Samuel is Jennifer’s twin brother. He had reflux as a baby too but fortunately outgrew it by 8 1/2 months old. He spent some time on prevacid too but didn’t have nearly as hard of a time as Jennifer had with it. When Sam was born he had a heart murmur. Being 5 weeks early this wasn’t entirely unexpected but it wasn’t heard by the pediatrician on his first day of life but was heard on the second day. To just be safe they did an ultrasound of his heart. It showed that his foramen ovale was still open. This is common in preemies and we were told it should close in his first few months.
He was hospitalized along with Jennifer at 3 weeks old and they were both given another heart ultrasound since they both still had murmurs and fevers. Both still showed patent foramen ovales. Again, ok. At each well check up the pediatrician and I would talk about their murmurs and Jennifer had outgrown hers somewhere between 4-6 months old. Sam never did.
Just prior to his second birthday we saw a different pediatrician for a sick visit as I thought he had an ear infection. He looked in his ears and said they looked fine but then spent a long time listening to his chest and then referring back to his chart. At that point I knew something was coming!! He said that even if he still had the patent foramen ovale we shouldn’t still hear the murmur from it. He then wanted him to have another heart ultrasound. This time, however, he wanted a pediatric cardiologist to read it. The others hadn’t been read by one. He made it clear that he didn’t want Sam seen by the cardiologist, just that he wanted his ultrasound read by him. We had the ultrasound done about a week later on a Thursday and that Friday afternoon one of the other pediatricians from the office called and said that the cardiologist’s office would be calling to set up an appointment for Sam to be seen by the cardiologist sometime in the next month. And I was like, “what, I thought he wasn’t supposed to be seen by the cardiologist?”

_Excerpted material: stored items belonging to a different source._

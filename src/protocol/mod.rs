// Wire protocol — every message shape that crosses the bus.
//
// All inbound traffic is deserialized into closed sum types; an unknown
// command or verb fails deserialization and is dropped at the boundary.

pub mod api;
pub mod messages;
pub mod resource;
pub mod status;
pub mod subjects;

pub use api::{AnalyzerRef, ApiReply, ApiRequest, ErrorReply, PipelineSpec, ReplyCode, SourceSpec, StartParams, StatusReply};
pub use messages::{
    BrainToWorker, HandshakeContext, HeartbeatContext, TicketAssignment, TicketContent, WorkerEvent, WorkerRef,
    WorkerToBrain,
};
pub use resource::{
    CreateWorkerParams, RemoveWorkerParams, ResourceError, ResourceOutcome, ResourcePayload, ResourceRequest,
    ResourceResponse,
};
pub use status::WorkerStatus;

/// Wall-clock seconds since the Unix epoch, fractional.
///
/// Heartbeats and event timestamps use this representation everywhere.
pub fn unix_now_secs() -> f64 {
    chrono::Utc::now().timestamp_micros() as f64 / 1_000_000.0
}

#[cfg(test)]
mod tests {
    use super::*;

    #[test]
    fn test_unix_now_is_fractional_seconds() {
        let now = unix_now_secs();
        // Sometime after 2020, sometime before 2100.
        assert!(now > 1_577_836_800.0);
        assert!(now < 4_102_444_800.0);
    }
}
// Brain coordinator — the single-threaded event loop.
//
// One loop owns all state transitions. Three static subscriptions (API,
// public registration, resource manager) plus a private subject per worker;
// private subscriptions are forwarded into one internal channel so every
// message, whatever its origin, is processed sequentially on this loop.
// Sequential processing is what makes the status guards race-free.
//
// Handlers never propagate errors: a bad message is logged and the loop
// moves on. The liveness sweep is the only timeout mechanism.

use futures::StreamExt;
use std::sync::Arc;
use std::time::Duration;
use tokio::sync::mpsc;
use tokio_util::sync::CancellationToken;
use tracing::{debug, error, info, warn};

use crate::bus::{publish_json, BusMessage, MessageBus};
use crate::config::BrainConfig;
use crate::eventdb::EventStore;
use crate::protocol::subjects::{CH_API_BRAIN, CH_BRAIN_RES, CH_NOTIFICATION, CH_RES_BRAIN};
use crate::protocol::{
    unix_now_secs, ApiRequest, BrainToWorker, CreateWorkerParams, RemoveWorkerParams, ResourceOutcome,
    ResourceRequest, ResourceResponse, TicketAssignment, TicketContent, WorkerStatus, WorkerToBrain,
};
use crate::store::KeyValueStore;

use super::contract::{ApiContract, ContractError};
use super::event_agent::EventAgent;
use super::ticket::TicketAgent;
use super::worker_agent::{WorkerAgent, WorkerSelector};

pub struct Brain {
    contract: ApiContract,
    bus: Arc<dyn MessageBus>,
    tickets: TicketAgent,
    workers: WorkerAgent,
    events: EventAgent,
    ch_public: String,
    examine_interval: Duration,
    examine_threshold: f64,
    cancel: CancellationToken,
    private_tx: mpsc::UnboundedSender<BusMessage>,
    private_rx: Option<mpsc::UnboundedReceiver<BusMessage>>,
}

Tuns out he has a condition called a subaortic membrane or subaortic stenosis. It is pretty rare but it is a heart defect and needs to be followed by a cardiologist. We saw the pediatric cardiologist in August 2007, the same month he turned 2. He actually told us that this isn’t usually diagnosed until between ages 2-3 as this membrane needs time to grow and cannot be picked up until it grows big enough to be seen. For now he isn’t symptomatic with it so he just needs to be followed yearly with heart ultrasounds and visits to the cardiologist. If he were to ever become symptomatic then he would need heart surgery to remove the membrane. They don’t routinely just do surgery to remove them because of several reasons 1) it is a big surgery that comes with risks and 2) the membrane tends to grow back.
Now, for Sam’s allergies. This one is easy!! He had the same chronic runny nose like Ben but minus the ear infections so I kinda figured he wouldn’t really respond to any allergy meds either and put it off awhile. But after going through tons of boxes of kleenex in a month I took him to the pediatrician. She suggested claritin and after 2 days on that I have barely seen anything come from his nose again!! Yipee!! So, he obviously has some sort of environmental allergy. Hopefully it is only to pollen and not dust and dust mites like his momma!! Though his nose started much sooner than pollen season so only time will tell I guess.